#### Aim of the task:
When the line containing "pub enum LexErrorKind" appears in the entries below, begin printing there and stop after the line containing "impl Error for LexError"; print each of those lines exactly and no other line.

#### Supplied records:
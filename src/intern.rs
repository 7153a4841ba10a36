//! String interning for identifiers.
//!
//! Identifier names flow from tokens into the AST and from there into
//! environment keys, so they are deduplicated once at parse time and shared
//! as [`Symbol`] values afterwards.

use std::borrow::Borrow;
use std::cell::RefCell;
use std::collections::HashSet;
use std::fmt;
use std::hash::Hash;
use std::rc::Rc;

/// An immutable, cheaply clonable identifier name.
///
/// Symbols produced by the same [`Interner`] compare by pointer; symbols from
/// different interners (e.g. two REPL lines parsed separately) fall back to
/// content comparison, so a name always equals itself wherever it was made.
#[derive(Debug, Clone)]
pub struct Symbol(Rc<str>);

impl Symbol {
    pub fn name(&self) -> &str {
        &self.0
    }
}

impl PartialEq for Symbol {
    fn eq(&self, other: &Self) -> bool {
        Rc::ptr_eq(&self.0, &other.0) || self.0 == other.0
    }
}

impl Eq for Symbol {}

impl Hash for Symbol {
    fn hash<H: std::hash::Hasher>(&self, state: &mut H) {
        self.0.hash(state)
    }
}

impl Borrow<str> for Symbol {
    fn borrow(&self) -> &str {
        &self.0
    }
}

impl fmt::Display for Symbol {
    fn fmt(&self, f: &mut fmt::Formatter<'_>) -> fmt::Result {
        write!(f, "{}", self.0)
    }
}

/// Stores all symbols seen so far.
#[derive(Debug, Default)]
pub struct Interner(HashSet<Symbol>);

impl Interner {
    pub fn new() -> Interner {
        Interner(HashSet::new())
    }

    /// Maps a string to its symbol, allocating on first sight.
    pub fn symbol(&mut self, name: &str) -> Symbol {
        if let Some(sym) = self.0.get(name) {
            sym.clone()
        } else {
            let sym = Symbol(Rc::from(name));
            self.0.insert(sym.clone());
            sym
        }
    }
}

/// Shared state that can persist across interpreter sessions.
///
/// Anchors the string interner so that successive parses (e.g. REPL lines)
/// reuse identifier allocations.
#[derive(Debug)]
pub struct Context {
    interner: RefCell<Interner>,
}

impl Context {
    /// Creates a new context, shared via `Rc` between parser and interpreter.
    pub fn new() -> Rc<Self> {
        Rc::new(Context {
            interner: RefCell::new(Interner::new()),
        })
    }

    /// Intern the given string if needed and return its symbol.
    pub fn symbol(&self, name: &str) -> Symbol {
        self.interner.borrow_mut().symbol(name)
    }
}

#[cfg(test)]
mod tests {
    use super::*;

    #[test]
    fn symbol_from_string() {
        let mut interner = Interner::new();
        let sym = interner.symbol("alpha");
        assert_eq!(sym.name(), "alpha");
    }

    #[test]
    fn symbols_with_same_name_are_equal() {
        let mut interner = Interner::new();
        let sym1 = interner.symbol("alpha");
        let sym2 = interner.symbol("alpha");
        assert_eq!(sym1, sym2);
    }

    #[test]
    fn symbols_with_different_names_are_different() {
        let mut interner = Interner::new();
        let sym1 = interner.symbol("alpha");
        let sym2 = interner.symbol("beta");
        assert_ne!(sym1, sym2);
    }

    #[test]
    fn symbols_from_different_interners_compare_by_content() {
        let sym1 = Interner::new().symbol("gamma");
        let sym2 = Interner::new().symbol("gamma");
        assert_eq!(sym1, sym2);
    }

    #[test]
    fn context_reuses_symbols() {
        let ctx = Context::new();
        let sym1 = ctx.symbol("answer");
        let sym2 = ctx.symbol("answer");
        assert_eq!(sym1, sym2);
    }
}
//! Diagnostics shared by the scanner and the parser.

use std::error::Error;
use std::fmt;

/// Line number (starting at one).
pub type Position = u32;

/// A lexical error tied to the line where it occurred.
///
/// The scanner collects these instead of aborting, so a single run can
/// report every offending character in the input.
#[derive(Debug, PartialEq)]
pub struct LexError {
    pub line: Position,
    pub kind: LexErrorKind,
}

#[derive(Debug, PartialEq)]
pub enum LexErrorKind {
    UnexpectedChar(char),
    UnterminatedString,
}

impl fmt::Display for LexError {
    fn fmt(&self, f: &mut fmt::Formatter<'_>) -> fmt::Result {
        write!(f, "[line {}] Error: {}", self.line, self.kind)
    }
}

impl fmt::Display for LexErrorKind {
    fn fmt(&self, f: &mut fmt::Formatter<'_>) -> fmt::Result {
        match self {
            LexErrorKind::UnexpectedChar(ch) => write!(f, "Unexpected character: {}", ch),
            LexErrorKind::UnterminatedString => write!(f, "Unterminated string."),
        }
    }
}

impl Error for LexError {}

/// A syntax error. The parser bails out on the first one it encounters.
#[derive(Debug, PartialEq)]
pub struct FullParseError {
    pub pos: Position,
    pub error: ParseError,
}

impl fmt::Display for FullParseError {
    fn fmt(&self, f: &mut fmt::Formatter<'_>) -> fmt::Result {
        write!(f, "[line {}] Error: {}", self.pos, self.error)
    }
}

impl Error for FullParseError {}

#[derive(Debug, PartialEq)]
pub enum ParseError {
    /// Found / expected descriptions, in source form.
    UnexpectedToken(String, String),
    ExpectedExpression(String),
    ExpectedIdentifier(String),
    InvalidAssignmentTarget,
}

impl fmt::Display for ParseError {
    fn fmt(&self, f: &mut fmt::Formatter<'_>) -> fmt::Result {
        match self {
            ParseError::UnexpectedToken(found, expected) => {
                write!(f, "Expected '{}' but found {}.", expected, found)
            }
            ParseError::ExpectedExpression(found) => {
                write!(f, "Expected expression but found {}.", found)
            }
            ParseError::ExpectedIdentifier(found) => {
                write!(f, "Expected identifier but found {}.", found)
            }
            ParseError::InvalidAssignmentTarget => {
                write!(f, "Can only assign to variables")
            }
        }
    }
}

#[cfg(test)]
mod tests {
    use super::*;

    #[test]
    fn lex_error_format() {
        let e = LexError {
            line: 3,
            kind: LexErrorKind::UnexpectedChar('@'),
        };
        assert_eq!(e.to_string(), "[line 3] Error: Unexpected character: @");

        let e = LexError {
            line: 1,
            kind: LexErrorKind::UnterminatedString,
        };
        assert_eq!(e.to_string(), "[line 1] Error: Unterminated string.");
    }

    #[test]
    fn parse_error_format() {
        let e = FullParseError {
            pos: 2,
            error: ParseError::UnexpectedToken("'+'".to_string(), ")".to_string()),
        };
        assert_eq!(e.to_string(), "[line 2] Error: Expected ')' but found '+'.");
    }
}
//! Abstract syntax tree.
//!
//! Two disjoint node families, expressions and statements. `Display` renders
//! the canonical one-line form used by the `parse` command and the tests.

use std::fmt;
use std::rc::Rc;

use crate::intern::Symbol;
use crate::token::number_literal;

#[derive(Debug, PartialEq, Clone)]
pub enum LiteralValue {
    Nil,
    Bool(bool),
    Number(f64),
    Str(String),
}

#[derive(Debug, PartialEq, Eq, Clone, Copy)]
pub enum UnaryOp {
    /// `-`
    Neg,
    /// `!`
    Not,
}

#[derive(Debug, PartialEq, Eq, Clone, Copy)]
pub enum BinOp {
    Mul,
    Div,
    Add,
    Sub,
    Greater,
    GreaterEqual,
    Less,
    LessEqual,
    Equal,
    NotEqual,
    /// Short-circuiting; the right operand may never be evaluated.
    And,
    Or,
}

impl BinOp {
    /// Source form of the operator.
    pub fn symbol(self) -> &'static str {
        match self {
            BinOp::Mul => "*",
            BinOp::Div => "/",
            BinOp::Add => "+",
            BinOp::Sub => "-",
            BinOp::Greater => ">",
            BinOp::GreaterEqual => ">=",
            BinOp::Less => "<",
            BinOp::LessEqual => "<=",
            BinOp::Equal => "==",
            BinOp::NotEqual => "!=",
            BinOp::And => "and",
            BinOp::Or => "or",
        }
    }
}

#[derive(Debug, PartialEq, Clone)]
pub enum Expr {
    Literal(LiteralValue),
    Group(Box<Expr>),
    Unary(UnaryOp, Box<Expr>),
    Binary(BinOp, Box<Expr>, Box<Expr>),
    Variable(Symbol),
    Assign(Symbol, Box<Expr>),
    Call(Box<Expr>, Vec<Expr>),
}

// Function parameters and bodies are shared with the closures created at run
// time, hence the Rc.
#[derive(Debug, PartialEq, Clone)]
pub enum Stmt {
    Expr(Box<Expr>),
    Print(Box<Expr>),
    VarDecl(Symbol, Option<Box<Expr>>),
    Block(Vec<Stmt>),
    If(Box<Expr>, Box<Stmt>, Option<Box<Stmt>>),
    While(Box<Expr>, Box<Stmt>),
    FunDecl(Symbol, Rc<Vec<Symbol>>, Rc<Stmt>),
    Return(Box<Expr>),
}

impl fmt::Display for Expr {
    fn fmt(&self, f: &mut fmt::Formatter<'_>) -> fmt::Result {
        match self {
            Expr::Literal(lit) => write!(f, "{}", lit),
            Expr::Group(inner) => write!(f, "(group {})", inner),
            Expr::Unary(UnaryOp::Neg, child) => write!(f, "(- {})", child),
            Expr::Unary(UnaryOp::Not, child) => write!(f, "(! {})", child),
            Expr::Binary(op, left, right) => {
                write!(f, "({} {} {})", op.symbol(), left, right)
            }
            Expr::Variable(name) => write!(f, "{}", name),
            Expr::Assign(name, rhs) => write!(f, "(= {} {})", name, rhs),
            Expr::Call(callee, args) => {
                write!(f, "{}(", callee)?;
                for (i, arg) in args.iter().enumerate() {
                    if i > 0 {
                        write!(f, ", ")?;
                    }
                    write!(f, "{}", arg)?;
                }
                write!(f, ")")
            }
        }
    }
}

impl fmt::Display for LiteralValue {
    fn fmt(&self, f: &mut fmt::Formatter<'_>) -> fmt::Result {
        match self {
            LiteralValue::Nil => write!(f, "nil"),
            LiteralValue::Bool(b) => write!(f, "{}", b),
            LiteralValue::Number(n) => write!(f, "{}", number_literal(*n)),
            LiteralValue::Str(s) => write!(f, "{}", s),
        }
    }
}

impl fmt::Display for Stmt {
    fn fmt(&self, f: &mut fmt::Formatter<'_>) -> fmt::Result {
        match self {
            Stmt::Expr(e) => write!(f, "(expr {})", e),
            Stmt::Print(e) => write!(f, "print {}", e),
            Stmt::VarDecl(name, None) => write!(f, "var {}", name),
            Stmt::VarDecl(name, Some(init)) => write!(f, "var {} = {}", name, init),
            Stmt::Block(stmts) => {
                write!(f, "(block")?;
                for (i, stmt) in stmts.iter().enumerate() {
                    if i > 0 {
                        write!(f, ";")?;
                    }
                    write!(f, " {}", stmt)?;
                }
                write!(f, ")")
            }
            Stmt::If(cond, then_branch, None) => {
                write!(f, "if ({}) then {}", cond, then_branch)
            }
            Stmt::If(cond, then_branch, Some(else_branch)) => {
                write!(f, "if ({}) then {} else {}", cond, then_branch, else_branch)
            }
            Stmt::While(cond, body) => write!(f, "while ({}) then {}", cond, body),
            Stmt::FunDecl(name, params, body) => {
                write!(f, "fun {}(", name)?;
                for (i, param) in params.iter().enumerate() {
                    if i > 0 {
                        write!(f, ", ")?;
                    }
                    write!(f, "{}", param)?;
                }
                write!(f, ") {}", body)
            }
            Stmt::Return(e) => write!(f, "return {}", e),
        }
    }
}

#[cfg(test)]
mod tests {
    use super::*;
    use crate::intern::Interner;

    fn num(n: f64) -> Expr {
        Expr::Literal(LiteralValue::Number(n))
    }

    #[test]
    fn literals_render_in_token_literal_form() {
        assert_eq!(num(7.0).to_string(), "7.0");
        assert_eq!(num(2.5).to_string(), "2.5");
        assert_eq!(Expr::Literal(LiteralValue::Nil).to_string(), "nil");
        assert_eq!(Expr::Literal(LiteralValue::Bool(true)).to_string(), "true");
        assert_eq!(
            Expr::Literal(LiteralValue::Str("abc".to_string())).to_string(),
            "abc"
        );
    }

    #[test]
    fn nested_expressions_render_prefix_form() {
        let expr = Expr::Binary(
            BinOp::Add,
            Box::new(num(1.0)),
            Box::new(Expr::Binary(BinOp::Mul, Box::new(num(2.0)), Box::new(num(3.0)))),
        );
        assert_eq!(expr.to_string(), "(+ 1.0 (* 2.0 3.0))");

        let expr = Expr::Unary(
            UnaryOp::Not,
            Box::new(Expr::Group(Box::new(num(4.0)))),
        );
        assert_eq!(expr.to_string(), "(! (group 4.0))");
    }

    #[test]
    fn calls_render_with_argument_list() {
        let mut interner = Interner::new();
        let f = Expr::Variable(interner.symbol("f"));
        let call = Expr::Call(Box::new(f), vec![num(1.0), num(2.0)]);
        assert_eq!(call.to_string(), "f(1.0, 2.0)");

        let chained = Expr::Call(Box::new(call), vec![]);
        assert_eq!(chained.to_string(), "f(1.0, 2.0)()");
    }

    #[test]
    fn statements_render_one_line_forms() {
        let mut interner = Interner::new();
        let x = interner.symbol("x");

        assert_eq!(Stmt::Print(Box::new(num(1.0))).to_string(), "print 1.0");
        assert_eq!(Stmt::VarDecl(x.clone(), None).to_string(), "var x");
        assert_eq!(
            Stmt::VarDecl(x.clone(), Some(Box::new(num(1.0)))).to_string(),
            "var x = 1.0"
        );
        assert_eq!(
            Stmt::Block(vec![
                Stmt::Print(Box::new(num(1.0))),
                Stmt::Expr(Box::new(num(2.0))),
            ])
            .to_string(),
            "(block print 1.0; (expr 2.0))"
        );
        assert_eq!(
            Stmt::Return(Box::new(Expr::Literal(LiteralValue::Nil))).to_string(),
            "return nil"
        );
    }

    #[test]
    fn control_flow_renders_condition_and_body() {
        let cond = Expr::Literal(LiteralValue::Bool(true));
        let body = Stmt::Block(vec![Stmt::Print(Box::new(num(1.0)))]);

        assert_eq!(
            Stmt::While(Box::new(cond.clone()), Box::new(body.clone())).to_string(),
            "while (true) then (block print 1.0)"
        );
        assert_eq!(
            Stmt::If(
                Box::new(cond),
                Box::new(body.clone()),
                Some(Box::new(Stmt::Block(vec![])))
            )
            .to_string(),
            "if (true) then (block print 1.0) else (block)"
        );
    }

    #[test]
    fn fun_decl_renders_signature_and_body() {
        let mut interner = Interner::new();
        let stmt = Stmt::FunDecl(
            interner.symbol("add"),
            Rc::new(vec![interner.symbol("a"), interner.symbol("b")]),
            Rc::new(Stmt::Block(vec![Stmt::Return(Box::new(Expr::Binary(
                BinOp::Add,
                Box::new(Expr::Variable(interner.symbol("a"))),
                Box::new(Expr::Variable(interner.symbol("b"))),
            )))])),
        );
        assert_eq!(stmt.to_string(), "fun add(a, b) (block return (+ a b))");
    }
}
//! Convert a byte reader into an iterator over UTF-8 characters.
//!
//! The scanner wants one-rune lookahead over arbitrary `BufRead` sources
//! (files, stdin, in-memory slices), which `std` does not provide directly.

use std::error::Error;
use std::fmt;
use std::io::prelude::*;
use std::io::{self, Bytes};
use std::str;

/// An iterator over a buffered reader that yields characters rather than bytes.
#[derive(Debug)]
pub struct CharReader<R: BufRead> {
    input: Bytes<R>,
}

impl<R: BufRead> CharReader<R> {
    pub fn new(input: R) -> CharReader<R> {
        CharReader {
            input: input.bytes(),
        }
    }

    /// Decode a multi-byte sequence whose expected length is derived from the
    /// lead byte. The sequence is validated as a whole by `str::from_utf8`.
    fn decode_multi_byte(&mut self, lead: u8) -> Result<char, CharReaderError> {
        let len = match lead {
            b if b & 0b1110_0000 == 0b1100_0000 => 2,
            b if b & 0b1111_0000 == 0b1110_0000 => 3,
            b if b & 0b1111_1000 == 0b1111_0000 => 4,
            b => return Err(CharReaderError::InvalidUtf8(vec![b])),
        };

        let mut seq = [0u8; 4];
        seq[0] = lead;
        for slot in seq.iter_mut().take(len).skip(1) {
            match self.input.next() {
                Some(Ok(b)) => *slot = b,
                Some(Err(e)) => return Err(CharReaderError::Io(e)),
                None => return Err(CharReaderError::InvalidUtf8(seq[..len].to_vec())),
            }
        }

        match str::from_utf8(&seq[..len]) {
            // from_utf8 on a valid sequence always yields at least one char
            Ok(s) => Ok(s.chars().next().unwrap()),
            Err(_) => Err(CharReaderError::InvalidUtf8(seq[..len].to_vec())),
        }
    }
}

impl<R: BufRead> Iterator for CharReader<R> {
    type Item = Result<char, CharReaderError>;

    fn next(&mut self) -> Option<Self::Item> {
        match self.input.next()? {
            Ok(b) if b.is_ascii() => Some(Ok(b as char)),
            Ok(b) => Some(self.decode_multi_byte(b)),
            Err(e) => Some(Err(CharReaderError::Io(e))),
        }
    }
}

/// Errors raised while reading bytes and assembling them into characters.
#[derive(Debug)]
pub enum CharReaderError {
    Io(io::Error),
    InvalidUtf8(Vec<u8>),
}

impl fmt::Display for CharReaderError {
    fn fmt(&self, f: &mut fmt::Formatter<'_>) -> fmt::Result {
        match self {
            CharReaderError::Io(e) => write!(f, "failed to read bytes: {}", e),
            CharReaderError::InvalidUtf8(bytes) => {
                write!(f, "invalid UTF-8 sequence: {:02x?}", bytes)
            }
        }
    }
}

impl Error for CharReaderError {
    fn source(&self) -> Option<&(dyn Error + 'static)> {
        match self {
            CharReaderError::Io(e) => Some(e),
            CharReaderError::InvalidUtf8(_) => None,
        }
    }
}

impl From<io::Error> for CharReaderError {
    fn from(err: io::Error) -> CharReaderError {
        CharReaderError::Io(err)
    }
}

#[cfg(test)]
mod tests {
    use super::*;

    fn read(input: &str) -> Result<String, CharReaderError> {
        CharReader::new(input.as_bytes()).collect()
    }

    #[test]
    fn read_ascii() -> Result<(), CharReaderError> {
        assert_eq!(read("abc123")?, "abc123");
        Ok(())
    }

    #[test]
    fn read_multi_byte_char_at_end_of_input() -> Result<(), CharReaderError> {
        assert_eq!(read("é")?, "é");
        Ok(())
    }

    #[test]
    fn read_multi_byte_char_followed_by_ascii() -> Result<(), CharReaderError> {
        assert_eq!(read("λx")?, "λx");
        Ok(())
    }

    #[test]
    fn four_byte_char() -> Result<(), CharReaderError> {
        assert_eq!(read("𝄞")?, "𝄞");
        Ok(())
    }

    #[test]
    fn lone_continuation_byte_is_rejected() {
        let input = [0b1000_0001u8];
        let mut reader = CharReader::new(&input[..]);
        match reader.next() {
            Some(Err(CharReaderError::InvalidUtf8(_))) => (),
            r => panic!("unexpected output: {:?}", r),
        }
    }

    #[test]
    fn truncated_sequence_is_rejected() {
        let input = [0b1110_0000u8, 0b1000_0000u8];
        let mut reader = CharReader::new(&input[..]);
        match reader.next() {
            Some(Err(CharReaderError::InvalidUtf8(_))) => (),
            r => panic!("unexpected output: {:?}", r),
        }
    }

    #[test]
    fn overlong_sequence_is_rejected() {
        // 0xC0 0xAF is an overlong encoding of '/'.
        let input = [0xC0u8, 0xAFu8];
        let mut reader = CharReader::new(&input[..]);
        match reader.next() {
            Some(Err(CharReaderError::InvalidUtf8(_))) => (),
            r => panic!("unexpected output: {:?}", r),
        }
    }
}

#### Task result:
pub enum LexErrorKind {
    UnexpectedChar(char),
    UnterminatedString,
}

impl fmt::Display for LexError {
    fn fmt(&self, f: &mut fmt::Formatter<'_>) -> fmt::Result {
        write!(f, "[line {}] Error: {}", self.line, self.kind)
    }
}

impl fmt::Display for LexErrorKind {
    fn fmt(&self, f: &mut fmt::Formatter<'_>) -> fmt::Result {
        match self {
            LexErrorKind::UnexpectedChar(ch) => write!(f, "Unexpected character: {}", ch),
            LexErrorKind::UnterminatedString => write!(f, "Unterminated string."),
        }
    }
}

impl Error for LexError {}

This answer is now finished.